|This is a slippery step|
Infelicitous clergy who whisper into the ears of the pope? No.
A conspiracy afoot to re-suppress the pre-Conciliar rites of Mass or to dampen the growth of the Traditionalist movement? No.
The secularization of common culture with its disheartening accompaniment of derision for Christ, distrust in the Church, and the worldliness of other Christians? Still, no.
The greatest problem is that the Christian can care more about these things than about the practice of the Faith. Faith is, according to every Catechism, a gift from God and the inception of belief, preceding even Baptism, for we petition Faith and the promise of eternal life from the Church before entering the cleansing waters of the font.
People will spend hours a week reading about the latest moronic thing a German bishop said or what writers speculate over a Vatican survey. Concern over current events has its place and no success reform movement has ever transpired in the Church without a genuine interest in current events. Current events, however, do not constitute a full time practice of Christ's precepts or greater spiritual communion with Him.

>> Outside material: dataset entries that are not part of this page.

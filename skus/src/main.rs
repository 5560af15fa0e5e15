mod config;

use clap::{Parser, Subcommand};
use config::{Config, ConfigError, LoggingConfig, MetricsConfig};
use metrics_exporter_statsd::StatsdBuilder;
use sku_details::config::Config as SkuDetailsConfig;
use sku_details::http_service::HttpBillingService;
use sku_details::metrics_defs::describe_metrics;
use sku_details::service::ReportingErrorHandler;
use sku_details::{
    BillingClient, BillingContext, GetSkuDetailsRequest, Request, RequestOutcome, Response,
};
use std::path::PathBuf;
use std::process::ExitCode;
use std::sync::Arc;
use tokio::sync::mpsc;
use tracing_subscriber::EnvFilter;
use tracing_subscriber::prelude::*;

#[derive(Parser)]
#[command(about = "Fetch SKU details from the billing service")]
struct Cli {
    /// Path to the YAML config file
    #[arg(long, short, default_value = "skus.yaml")]
    config: PathBuf,

    #[command(subcommand)]
    command: CliCommand,
}

#[derive(Subcommand)]
enum CliCommand {
    /// Fetch details of the given SKUs and print them as JSON
    Fetch {
        #[arg(long, default_value = "inapp")]
        product: String,
        skus: Vec<String>,
    },
    /// Print the cache key of a request without contacting the service
    CacheKey {
        #[arg(long, default_value = "inapp")]
        product: String,
        skus: Vec<String>,
    },
}

#[derive(thiserror::Error, Debug)]
enum CliError {
    #[error(transparent)]
    Config(#[from] ConfigError),
    #[error("request failed: {0}")]
    SkuDetails(#[from] sku_details::SkuDetailsError),
    #[error("could not create billing service client: {0}")]
    Transport(#[from] sku_details::TransportError),
    #[error("could not set up metrics: {0}")]
    Metrics(String),
    #[error("could not serialize result: {0}")]
    Json(#[from] serde_json::Error),
}

#[tokio::main]
async fn main() -> ExitCode {
    let cli = Cli::parse();

    let result = match cli.command {
        CliCommand::CacheKey { product, skus } => {
            println!("{}", GetSkuDetailsRequest::new(product, skus).cache_key());
            Ok(ExitCode::SUCCESS)
        }
        CliCommand::Fetch { product, skus } => run_fetch(&cli.config, product, skus).await,
    };

    result.unwrap_or_else(|e| {
        eprintln!("{e}");
        ExitCode::FAILURE
    })
}

async fn run_fetch(
    config_path: &std::path::Path,
    product: String,
    skus: Vec<String>,
) -> Result<ExitCode, CliError> {
    let config = Config::from_file(config_path)?;

    let _sentry = init_logging(&config.common.logging);
    if let Some(metrics_config) = &config.common.metrics {
        init_metrics(metrics_config)?;
    }

    fetch(config.sku_details, Request::sku_details(product, skus)).await
}

async fn fetch(config: SkuDetailsConfig, request: Request) -> Result<ExitCode, CliError> {
    let service = HttpBillingService::new(&config.service)?;
    let (error_tx, mut error_rx) = mpsc::unbounded_channel();

    let context = BillingContext::new(Arc::new(service), config.package_name)
        .with_api_version(config.api_version)
        .with_error_handler(Arc::new(ReportingErrorHandler::with_listener(error_tx)));
    let client = BillingClient::new(context, &config.cache);

    tracing::info!(cache_key = ?request.cache_key(), "Fetching SKU details");

    match client.execute(&request).await? {
        RequestOutcome::Completed(Response::SkuDetails(skus)) => {
            println!("{}", serde_json::to_string_pretty(&skus)?);
            Ok(ExitCode::SUCCESS)
        }
        RequestOutcome::Aborted { batch_index } => {
            while let Ok(error) = error_rx.try_recv() {
                eprintln!("Billing service error in batch {batch_index}: {}", error.code);
            }
            Ok(ExitCode::FAILURE)
        }
    }
}

fn init_logging(config: &LoggingConfig) -> Option<sentry::ClientInitGuard> {
    let guard = config.sentry_dsn.as_deref().map(|dsn| {
        sentry::init((
            dsn,
            sentry::ClientOptions {
                release: sentry::release_name!(),
                ..Default::default()
            },
        ))
    });

    let filter =
        EnvFilter::try_from_default_env().unwrap_or_else(|_| EnvFilter::new(&config.level));

    tracing_subscriber::registry()
        .with(filter)
        .with(tracing_subscriber::fmt::layer().with_writer(std::io::stderr))
        .with(guard.as_ref().map(|_| sentry::integrations::tracing::layer()))
        .init();

    guard
}

fn init_metrics(config: &MetricsConfig) -> Result<(), CliError> {
    let recorder = StatsdBuilder::from(config.statsd_host.clone(), config.statsd_port)
        .build(Some(&config.prefix))
        .map_err(|e| CliError::Metrics(e.to_string()))?;
    metrics::set_global_recorder(recorder).map_err(|e| CliError::Metrics(e.to_string()))?;
    describe_metrics();

    Ok(())
}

The news and religious gossip chatter machines on the internet can eventually become a sort of spiritual pornography, something addictive and stagnating to real personal growth. News blogs and chatter machines cater to the lowest common denominators of religious people: fear, disbelief, and isolation. The propagators of these texts are rarely conscious of stirring concerns, they share the same nerves as their readers and listeners. Still, would many of them have followings and be able to earn livings by discussing what is actually beneficial to the soul? Many would, but more wouldn't.
I knew a young lady many years ago who lost her mother at an early age. She came from serious money, a large family fortune made in Imperial Hong Kong before the Communists took it over. Her emotionally abusive father and her heiress grandmother then dissipated most of it suing each other and making frivolous expenditures that could not be sustained for the five decades since they started. She was left with very little and was understandably bitter. She made the decision to surround herself with good people, including a good Catholic and a good Coptic Christian. Every time these beneficial influencers would share their joy or time with her she initially became quite happy herself until she reminded herself that she had been shafted in life and that she should retreat into her bitterness. Acerbity and anger became her default emotions, which could only be assuaged by excessive sympathy. She knew this was unhealthy and she knew what she needed to do to get out of it, but more often than not her nerves and misery were more comfortable and familiar than the uncertain promise of a new life. A decade later she has improved much and I am happy to say is a substantially different person.
Years of ghettoization, which only began to subside after Summorum Pontificum, have colored the Traditionalist movement specifically in a bad way. Every bit of nasty news or rumored cause for concern sends people back into the paranoid culture of 1994. But what of sanctification? Concentrating on what is malevolent is not just a waste of time, it eats away at the soul.
Rather than reading about threats to the traditional liturgy read about the merits, history, and ancient theology of the old rites. Time spent tracking the heterodoxy of the German episcopal conference could be better spent making an in house retreat following the spiritual exercises of Saint Bernard of Clairvaux, of Saint Francis de Sales in his Theophilia, or the Hesychasts. We can read the Scriptures and familiarize ourselves with more than the famous stories that appear on Sunday Masses per annum. We admire the spiritual masters when we hear about them and almost lament that in our dour, de-Christianized time that we cannot do the same, but the truth is we can if we only want to do so.